From: Cyrill Gorcunov <gorcunov@gmail.com>
To: Oleg Nesterov <oleg@redhat.com>
Cc: KOSAKI Motohiro <kosaki.motohiro@gmail.com>,
LKML <linux-kernel@vger.kernel.org>,
Andrew Morton <akpm@linux-foundation.org>,
Pavel Emelyanov <xemul@parallels.com>,
Serge Hallyn <serge.hallyn@canonical.com>,
KAMEZAWA Hiroyuki <kamezawa.hiroyu@jp.fujitsu.com>,
Tejun Heo <tj@kernel.org>, Andrew Vagin <avagin@openvz.org>,
Vasiliy Kulikov <segoon@openwall.com>
Subject: Re: [RFC] fs, proc: Introduce /proc/<pid>/task/<tid>/children entry v6
Date: Wed, 18 Jan 2012 23:07:25 +0400 [thread overview]
Message-ID: <20120118190725.GE2889@moon> (raw)
In-Reply-To: <20120118182344.GD2889@moon>
On Wed, Jan 18, 2012 at 10:23:44PM +0400, Cyrill Gorcunov wrote:
> On Wed, Jan 18, 2012 at 03:36:31PM +0100, Oleg Nesterov wrote:
> > On 01/18, Cyrill Gorcunov wrote:
> > >
> > > So Oleg, I think you meant something like below?
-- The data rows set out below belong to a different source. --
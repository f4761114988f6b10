//! Relay Admin API Test Client
//!
//! Helpers for test suites that drive the Relay server's administrative REST
//! endpoints: license upload/removal, configuration read/update/reload,
//! analytics retrieval, cache invalidation and brand-image deletion.
//!
//! Each helper issues exactly one HTTP exchange (the "require license"
//! helpers issue up to three) and either returns the parsed payload or fails
//! the calling test with a typed error. There is no retry logic and no local
//! state beyond the ambient admin session token.

pub mod client;
pub mod config;
pub mod error;
pub mod fixtures;
pub mod types;

pub use client::AdminClient;
pub use config::{ClientConfig, ConfigError};
pub use error::{AdminClientError, AdminResult};
pub use types::{
    AdminConfig, AnalyticsRow, BrandImageOutcome, CacheInvalidation, ClientLicense, RawResponse,
};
Comment is moved down an
> > > list_empty over siblings remans, right?
> >
> > Yes, except the comment still looks misleading to me.
> >
> > Otherwise looks correct, but I'll try to re-check once again with
> > the fresh head. Although I think you should remove me from CC: after
> > I found the nonexistent bug ;)
> >
>
> There is no way back from CC ;)
>
> > This is minor, but "freshly created" looks very confusing to me.
> > What does it mean? We hold tasklist, we can't race with fork().
> >
>
> Hmm. Sure we keep a lock here, but changes might happen between reads
> If only I'm not missing something again.
>
> Look which scenario I've had in mind. We have a task A and children B,C,D,E.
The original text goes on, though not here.